PL PROJETO DE LEI 5281/2026
Projeto de Lei nº 5.281/2026
Estabelece o Protocolo de Autonomia Pericial e Proteção ao Servidor da Segurança Pública em casos de suspeita de assédio moral e institui a Junta Médica Revisional Externa.
A Assembleia Legislativa do Estado de Minas Gerais decreta:
Art. 1º – Esta lei visa assegurar a total independência técnica e autonomia funcional aos peritos médicos das instituições de segurança pública, sendo vedada qualquer interferência hierárquica sobre o resultado do laudo pericial, principalmente quando a análise envolva a elaboração de perícia médica de servidor da Segurança Pública que alegarem sofrer assédio moral no ambiente de trabalho.
Art. 2º – Nos casos em que o servidor de segurança pública apresentar quadro clínico decorrente de conflitos interpessoais ou denúncia formalizada de assédio moral, a perícia não poderá ser realizada por médico que possua vínculo de subordinação hierárquica direta ou indireta com o suposto assediador.
Parágrafo único – O contido no caput se aplica se o suposto assediador estiver trabalhando no mesmo local de trabalho, unidade ou lotação que o médico perito.
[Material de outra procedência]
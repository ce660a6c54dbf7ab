//! Value Objects
//!
//! Immutable objects defined by their attributes rather than identity.

mod command_outcome;
mod emoji;
mod preset;
mod status_command;

pub use command_outcome::*;
pub use emoji::*;
pub use preset::*;
pub use status_command::*;
//! Ports (Interfaces)
//!
//! Abstract interfaces that define how the domain layer
//! interacts with external systems (status storage, command hosts).
//!
//! Implementations of the service traits live in the infrastructure layer.

pub mod command;
pub mod services;

// Re-exports
pub use command::*;
pub use services::*;
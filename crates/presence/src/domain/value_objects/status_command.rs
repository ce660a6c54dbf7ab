//! StatusCommand - Grammar of the custom status command arguments
//!
//! ```text
//! clear...                      remove the current status
//! prev...                       restore the previous status
//! away|home|office|meeting ...  preset, rest of the line appended in parens
//! :emoji_name: message          explicit emoji
//! message                       default emoji
//! ```
//!
//! Keywords are matched as plain, case-sensitive prefixes of the message as
//! received, so `clearance` is a clear and ` clear` is free text.

use super::{split_leading_emoji, Preset};
use crate::domain::entities::CustomStatus;

pub const CLEAR_KEYWORD: &str = "clear";
pub const PREV_KEYWORD: &str = "prev";

/// What a command message asks for
#[derive(Debug, Clone, PartialEq, Eq)]
pub enum StatusCommand {
    /// Remove the current status
    Clear,
    /// Reinstate the previously used status
    RestorePrevious,
    /// Set a new status (text not yet length-trimmed)
    Set(CustomStatus),
}

impl StatusCommand {
    /// Classify a command message. First match wins.
    pub fn parse(message: &str) -> Self {
        if message.starts_with(CLEAR_KEYWORD) {
            return StatusCommand::Clear;
        }
        if message.starts_with(PREV_KEYWORD) {
            return StatusCommand::RestorePrevious;
        }

        let status = match Preset::match_prefix(message) {
            Some((preset, detail)) => preset.status(detail),
            None => match split_leading_emoji(message) {
                Some((emoji, rest)) => CustomStatus::new(emoji, rest.trim()),
                None => CustomStatus::with_default_emoji(message.trim()),
            },
        };
        StatusCommand::Set(status)
    }
}
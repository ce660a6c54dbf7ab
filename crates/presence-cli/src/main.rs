//! Presence CLI - Custom status from the terminal
//!
//! Runs slash commands against a local status file, the same way a chat
//! server would dispatch them.

mod config;
mod store;

use anyhow::{bail, Context, Result};
use clap::{Parser, Subcommand};
use colored::Colorize;
use std::sync::Arc;
use tracing_subscriber::EnvFilter;

use config::Config;
use presence::{CommandContext, CommandRegistry, ResponseType, StatusService, CUSTOM_STATUS_TRIGGER};
use store::FileStatusStore;

#[derive(Parser)]
#[command(name = "presence")]
#[command(about = "Presence CLI - set, clear and restore your custom status", long_about = None)]
#[command(version)]
struct Cli {
    /// User to act as (overrides PRESENCE_USER and the config file)
    #[arg(short, long, global = true)]
    user: Option<String>,

    #[command(subcommand)]
    command: Commands,
}

#[derive(Subcommand)]
enum Commands {
    /// Run a raw slash command, e.g. "/status away back at 3"
    Run {
        /// Full command line including the leading '/'
        command: String,
    },

    /// Shorthand for "/status <message>"
    Set {
        /// Status arguments: clear, prev, a preset, or [:emoji:] text
        #[arg(trailing_var_arg = true, allow_hyphen_values = true)]
        message: Vec<String>,
    },

    /// Show the current status
    Show,

    /// List recently used statuses
    Recent,

    /// List registered commands and their autocomplete entries
    #[command(name = "commands")]
    ListCommands {
        /// Only show entries starting with this text
        #[arg(short, long, default_value = "")]
        prefix: String,
    },

    /// Show or change configuration
    Config {
        #[command(subcommand)]
        action: Option<ConfigAction>,
    },
}

#[derive(Subcommand)]
enum ConfigAction {
    /// Set the default user
    SetUser {
        /// User ID
        user_id: String,
    },
    /// Toggle the custom status switches
    Features {
        /// Server-wide feature flag
        #[arg(long)]
        flag: Option<bool>,
        /// Team setting
        #[arg(long)]
        team_setting: Option<bool>,
    },
}

#[tokio::main]
async fn main() -> Result<()> {
    dotenvy::dotenv().ok();
    tracing_subscriber::fmt()
        .with_env_filter(
            EnvFilter::try_from_default_env().unwrap_or_else(|_| EnvFilter::new("presence=warn")),
        )
        .with_writer(std::io::stderr)
        .init();

    let cli = Cli::parse();
    let config = Config::load()?;

    match cli.command {
        Commands::Run { command } => cmd_run(&config, cli.user, &command).await,
        Commands::Set { message } => {
            let command = format!("/{} {}", CUSTOM_STATUS_TRIGGER, message.join(" "));
            cmd_run(&config, cli.user, &command).await
        }
        Commands::Show => cmd_show(&config, cli.user).await,
        Commands::Recent => cmd_recent(&config, cli.user).await,
        Commands::ListCommands { prefix } => cmd_commands(&config, &prefix).await,
        Commands::Config { action } => cmd_config(config, action),
    }
}

// ============================================
// Command Implementations
// ============================================

async fn open_store(config: &Config) -> Result<Arc<FileStatusStore>> {
    let path = config.store_path()?;
    let store = FileStatusStore::open(&path)
        .await
        .with_context(|| format!("Failed to open status store {:?}", path))?;
    Ok(Arc::new(store))
}

fn require_user(config: &Config, flag: Option<String>) -> Result<String> {
    match config.resolve_user(flag) {
        Some(user) => Ok(user),
        None => bail!(
            "No user configured. Pass --user, set {} or run: presence config set-user <id>",
            config::USER_ENV
        ),
    }
}

async fn cmd_run(config: &Config, user: Option<String>, command: &str) -> Result<()> {
    let user_id = require_user(config, user)?;
    let store = open_store(config).await?;
    let registry = CommandRegistry::with_builtin(store, config.features);

    let response = registry
        .execute(&CommandContext::new(user_id), command)
        .await
        .context("Command failed")?;

    match response {
        Some(response) => {
            let marker = match response.response_type {
                ResponseType::Ephemeral => "(only visible to you)".dimmed().to_string(),
                ResponseType::InChannel => String::new(),
            };
            println!("{} {}", response.text, marker);
        }
        None => {
            println!("{}", "Custom statuses are disabled.".yellow());
        }
    }

    Ok(())
}

async fn cmd_show(config: &Config, user: Option<String>) -> Result<()> {
    let user_id = require_user(config, user)?;
    let store = open_store(config).await?;
    let history = store.history(&user_id).await;

    match history.current {
        Some(status) => {
            let since = history
                .updated_at
                .map(|t| {
                    let local = t.with_timezone(&chrono::Local);
                    format!(" (since {})", local.format("%Y-%m-%d %H:%M"))
                })
                .unwrap_or_default();
            println!("{} {}{}", status.display_emoji().cyan(), status.text, since.dimmed());
        }
        None => println!("{}", "No status set.".dimmed()),
    }

    Ok(())
}

async fn cmd_recent(config: &Config, user: Option<String>) -> Result<()> {
    let user_id = require_user(config, user)?;
    let store = open_store(config).await?;
    let recent = store
        .get_recent_custom_statuses(&user_id)
        .await
        .context("Failed to load recent statuses")?;

    if recent.is_empty() {
        println!("No recent statuses.");
        return Ok(());
    }

    println!("{}", "Recent statuses:".bold());
    for (i, status) in recent.iter().enumerate() {
        println!("  {}. {} {}", i + 1, status.display_emoji().cyan(), status.text);
    }

    Ok(())
}

async fn cmd_commands(config: &Config, prefix: &str) -> Result<()> {
    let store = open_store(config).await?;
    let registry = CommandRegistry::with_builtin(store, config.features);

    for command in registry.commands() {
        println!(
            "{} {} - {}",
            format!("/{}", command.trigger).bold(),
            command.hint.dimmed(),
            command.description
        );

        let Some(data) = &command.autocomplete_data else {
            continue;
        };
        for item in data.suggest(prefix) {
            let label = if item.item.is_empty() {
                item.hint.clone()
            } else {
                format!("{} {}", item.item, item.hint).trim_end().to_string()
            };
            println!("  {:<28} {}", label.cyan(), item.help_text.dimmed());
        }
    }

    Ok(())
}

fn cmd_config(mut config: Config, action: Option<ConfigAction>) -> Result<()> {
    match action {
        None => {
            println!("{}", "Configuration:".bold());
            println!("  Config file: {:?}", Config::config_path()?);
            println!("  Status file: {:?}", config.store_path()?);
            println!(
                "  User: {}",
                config.user_id.as_deref().unwrap_or("(not set)")
            );
            let enabled = if config.features.is_enabled() {
                "enabled".green()
            } else {
                "disabled".red()
            };
            println!(
                "  Custom statuses: {} (flag: {}, team setting: {})",
                enabled,
                config.features.custom_user_statuses,
                config.features.enable_custom_user_statuses
            );
        }

        Some(ConfigAction::SetUser { user_id }) => {
            if user_id.trim().is_empty() {
                bail!("User ID must not be empty");
            }
            config.set_user_id(user_id.clone());
            config.save()?;
            println!("{} Default user set to '{}'", "✓".green(), user_id);
        }

        Some(ConfigAction::Features { flag, team_setting }) => {
            if let Some(flag) = flag {
                config.features.custom_user_statuses = flag;
            }
            if let Some(team_setting) = team_setting {
                config.features.enable_custom_user_statuses = team_setting;
            }
            config.save()?;
            println!(
                "{} Custom statuses {}",
                "✓".green(),
                if config.features.is_enabled() { "enabled" } else { "disabled" }
            );
        }
    }

    Ok(())
}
Art. 3º – O servidor fica desobrigado de entregar atestados médicos ou relatórios psicológicos diretamente à sua chefia imediata quando o afastamento estiver relacionado a questões de saúde mental e recair sobre a chefia, a suspeita do assédio moral.
§ 1º – O documento deverá ser protocolado via sistema eletrônico criptografado ou diretamente no setor de perícias/recursos humanos, garantindo o sigilo do diagnóstico frente à unidade de lotação.
§ 2º – A chefia imediata receberá apenas a comunicação administrativa do período de afastamento, sem menção ao CID ou à natureza do transtorno.
Art. 4º – Fica instituída a Junta Médica Revisional Externa – Jumere –, composta por médicos e psicólogos de órgãos externos à corporação do periciado mas que obrigatoriamente possuam vínculo com o Estado.
Parágrafo único – A análise pela Junta Externa será obrigatória sempre que:
I – a denúncia de assédio envolver servidores de cargos de comando, direção ou alta hierarquia;
II – houver divergência entre o atestado do médico assistente (particular) e o laudo da perícia oficial da corporação em casos de saúde mental.
Art. 5º – É vedada a aplicação de sanções disciplinares ou a transferência ex officio do servidor que esteja aguardando perícia revisora ou que tenha formalizado denúncia de assédio moral.
Art. 6º – O descumprimento desse protocolo pela autoridade superior, poderá resultar em abertura de processo administrativo disciplinar que poderá, inclusive, provocar afastamento da autoridade ou exoneração.
Art. 7º – Esta lei entra em vigor na data de sua publicação.
Sala das Reuniões, 4 de março de 2026.
Professor Cleiton (PV)
Justificação: A perícia médica na segurança pública está vinculada hierarquicamente a superiores que, por vezes, podem ter comportamentos que justifiquem a ocorrência de assédio moral. Contudo, são esses peritos, vinculados em algumas vezes ao suposto assediador, que devem formular atestados sobre a gravidade da conduta ou condição mental do assediado, o que se transforma em claro conflito de interesses. Diante de vários casos de assédio moral no serviço público, alguns resultando até em morte, pensou-se no presente projeto de lei para que fosse sanado esse eventual conflito, para bem da administração pública, e resultasse em um processo mais justo e efetivo para o servidor e para o estado, além de uma segurança maior para peritos e superiores.
– Semelhante proposição foi apresentada anteriormente pelo deputado Charles Santos. Anexe-se ao Projeto de Lei nº 959/2023, nos termos do § 2º do art. 173 do Regimento Interno.